[Stored data entries]
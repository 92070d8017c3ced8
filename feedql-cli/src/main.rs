//! FeedQL CLI
//!
//! Command-line interface for validating and compiling FeedQL queries.

use anyhow::{Context, Result};
use clap::{Parser, Subcommand, ValueEnum};
use feedql::{CompilerConfig, QueryCompiler, Tier};
use std::io::Read;
use std::path::PathBuf;
use tracing::{debug, Level};
use tracing_subscriber::FmtSubscriber;

#[derive(Parser)]
#[command(name = "feedql")]
#[command(about = "FeedQL - validate, canonicalize and compile feed log queries", long_about = None)]
#[command(version)]
struct Cli {
    /// Compiler configuration file (JSON)
    #[arg(short, long, global = true)]
    config: Option<PathBuf>,

    /// Log level
    #[arg(short, long, global = true, default_value = "info")]
    log_level: String,

    #[command(subcommand)]
    command: Commands,
}

#[derive(Subcommand)]
enum Commands {
    /// Check a query and report the first violated rule
    Validate {
        /// Query tier (ql0 or ql1)
        #[arg(short, long, default_value = "ql0")]
        tier: Tier,

        /// Query JSON; read from stdin when omitted or `-`
        query: Option<String>,
    },

    /// Best-effort parse; prints `null` when the query is unusable
    Parse {
        #[arg(short, long, default_value = "ql0")]
        tier: Tier,

        query: Option<String>,
    },

    /// Compile a query to its operator tree
    Compile {
        #[arg(short, long, default_value = "ql0")]
        tier: Tier,

        /// Let every predicate provision a dedicated index
        #[arg(long)]
        dedicated: bool,

        /// Output format
        #[arg(short, long, value_enum, default_value_t = OutputFormat::Json)]
        format: OutputFormat,

        query: Option<String>,
    },

    /// Print the canonical text form of a query
    Stringify {
        #[arg(short, long, default_value = "ql0")]
        tier: Tier,

        query: Option<String>,
    },

    /// Compare two queries structurally
    Equals {
        #[arg(short, long, default_value = "ql0")]
        tier: Tier,

        left: String,

        right: String,
    },

    /// Upgrade a legacy two-field QL0 query
    Migrate { query: Option<String> },
}

#[derive(Debug, Clone, Copy, PartialEq, Eq, ValueEnum)]
enum OutputFormat {
    Json,
    Text,
}

fn main() -> Result<()> {
    let cli = Cli::parse();
    setup_logging(&cli.log_level)?;

    let config = load_config(cli.config.as_deref())?;
    let output = execute(cli.command, config)?;
    println!("{}", output);

    Ok(())
}

fn setup_logging(level: &str) -> Result<()> {
    let level = level.parse::<Level>().unwrap_or(Level::INFO);

    let subscriber = FmtSubscriber::builder()
        .with_max_level(level)
        .with_writer(std::io::stderr)
        .finish();

    tracing::subscriber::set_global_default(subscriber)
        .map_err(|e| anyhow::anyhow!("Failed to set tracing subscriber: {}", e))?;

    Ok(())
}

fn load_config(path: Option<&std::path::Path>) -> Result<CompilerConfig> {
    match path {
        Some(path) => {
            debug!(path = %path.display(), "Loading compiler config");
            CompilerConfig::from_json_file(path)
                .with_context(|| format!("Failed to load config from {}", path.display()))
        }
        None => Ok(CompilerConfig::default()),
    }
}

/// Query text; stdin stands in for a missing argument
fn read_query(query: Option<String>) -> Result<String> {
    let text = match query.as_deref() {
        None | Some("-") => {
            let mut buf = String::new();
            std::io::stdin()
                .read_to_string(&mut buf)
                .context("Failed to read query from stdin")?;
            buf.trim().to_string()
        }
        Some(text) => text.to_string(),
    };
    Ok(text)
}

fn execute(command: Commands, mut config: CompilerConfig) -> Result<String> {
    match command {
        Commands::Validate { tier, query } => {
            let query = read_query(query)?;
            QueryCompiler::new(config).validate(tier, query)?;
            Ok(format!("{} query is valid", tier))
        }
        Commands::Parse { tier, query } => {
            let query = read_query(query)?;
            let parsed = QueryCompiler::new(config).parse(tier, query);
            Ok(serde_json::to_string_pretty(&parsed)?)
        }
        Commands::Compile {
            tier,
            dedicated,
            format,
            query,
        } => {
            let query = read_query(query)?;
            config.dedicated |= dedicated;
            let tree = QueryCompiler::new(config).compile(tier, query)?;
            match format {
                OutputFormat::Json => Ok(serde_json::to_string_pretty(&tree)?),
                OutputFormat::Text => Ok(tree.to_string()),
            }
        }
        Commands::Stringify { tier, query } => {
            let query = read_query(query)?;
            Ok(QueryCompiler::new(config).stringify(tier, query)?)
        }
        Commands::Equals { tier, left, right } => {
            let equal = QueryCompiler::new(config).is_equals(tier, left, right)?;
            Ok(equal.to_string())
        }
        Commands::Migrate { query } => {
            let query = read_query(query)?;
            let migrated = QueryCompiler::new(config).ql0().migrate_legacy(query)?;
            Ok(migrated.to_string())
        }
    }
}

#[cfg(test)]
mod tests {
    use super::*;
    use feedql::FeedIdCheck;

    fn sigil_config() -> CompilerConfig {
        CompilerConfig {
            feed_id_check: FeedIdCheck::Sigil,
            ..Default::default()
        }
    }

    #[test]
    fn test_cli_definition() {
        use clap::CommandFactory;
        Cli::command().debug_assert();
    }

    #[test]
    fn test_parse_args() {
        let cli = Cli::try_parse_from([
            "feedql",
            "compile",
            "--tier",
            "ql1",
            "--dedicated",
            r#"{"op":"type","string":"vote"}"#,
        ])
        .unwrap();
        match cli.command {
            Commands::Compile {
                tier, dedicated, ..
            } => {
                assert_eq!(tier, Tier::Ql1);
                assert!(dedicated);
            }
            _ => panic!("Expected compile command"),
        }

        assert!(Cli::try_parse_from(["feedql", "validate", "--tier", "ql9", "{}"]).is_err());
    }

    #[test]
    fn test_execute_compile_text() {
        let output = execute(
            Commands::Compile {
                tier: Tier::Ql0,
                dedicated: true,
                format: OutputFormat::Text,
                query: Some(r#"{"author":"@ABC=.ed25519","type":"vote","private":false}"#.to_string()),
            },
            sigil_config(),
        )
        .unwrap();
        assert_eq!(
            output,
            "and(author(@ABC=.ed25519, dedicated), type(vote, dedicated), isPublic())"
        );
    }

    #[test]
    fn test_execute_stringify() {
        let output = execute(
            Commands::Stringify {
                tier: Tier::Ql0,
                query: Some(r#"{"private":true,"type":null,"author":"@ABC=.ed25519"}"#.to_string()),
            },
            sigil_config(),
        )
        .unwrap();
        assert_eq!(output, r#"{"author":"@ABC=.ed25519","type":null,"private":true}"#);
    }

    #[test]
    fn test_execute_validate_failure() {
        let result = execute(
            Commands::Validate {
                tier: Tier::Ql1,
                query: Some(r#"{"op":"xor","args":[]}"#.to_string()),
            },
            sigil_config(),
        );
        assert!(result.is_err());
    }

    #[test]
    fn test_execute_equals() {
        let output = execute(
            Commands::Equals {
                tier: Tier::Ql0,
                left: r#"{"author":"@a","type":"vote","private":false}"#.to_string(),
                right: r#"{"type":"vote","private":false,"author":"@a"}"#.to_string(),
            },
            sigil_config(),
        )
        .unwrap();
        assert_eq!(output, "true");

        let result = execute(
            Commands::Equals {
                tier: Tier::Ql1,
                left: r#"{"op":"type","string":"vote"}"#.to_string(),
                right: r#"{"op":"type","string":"vote"}"#.to_string(),
            },
            sigil_config(),
        );
        assert!(result.is_err());
    }

    #[test]
    fn test_execute_migrate() {
        let output = execute(
            Commands::Migrate {
                query: Some(r#"{"author":"@a","type":"post"}"#.to_string()),
            },
            sigil_config(),
        )
        .unwrap();
        assert_eq!(output, r#"{"author":"@a","type":"post","private":false}"#);
    }

    #[test]
    fn test_parse_failure_prints_null() {
        let output = execute(
            Commands::Parse {
                tier: Tier::Ql0,
                query: Some("completenonsense".to_string()),
            },
            sigil_config(),
        )
        .unwrap();
        assert_eq!(output, "null");
    }
}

WHAT THE EXERCISE ASKS.
Check every line of the records above for the string "migrated". Copy those that hold it.

YOUR SOLUTION.
            let migrated = QueryCompiler::new(config).ql0().migrate_legacy(query)?;
            Ok(migrated.to_string())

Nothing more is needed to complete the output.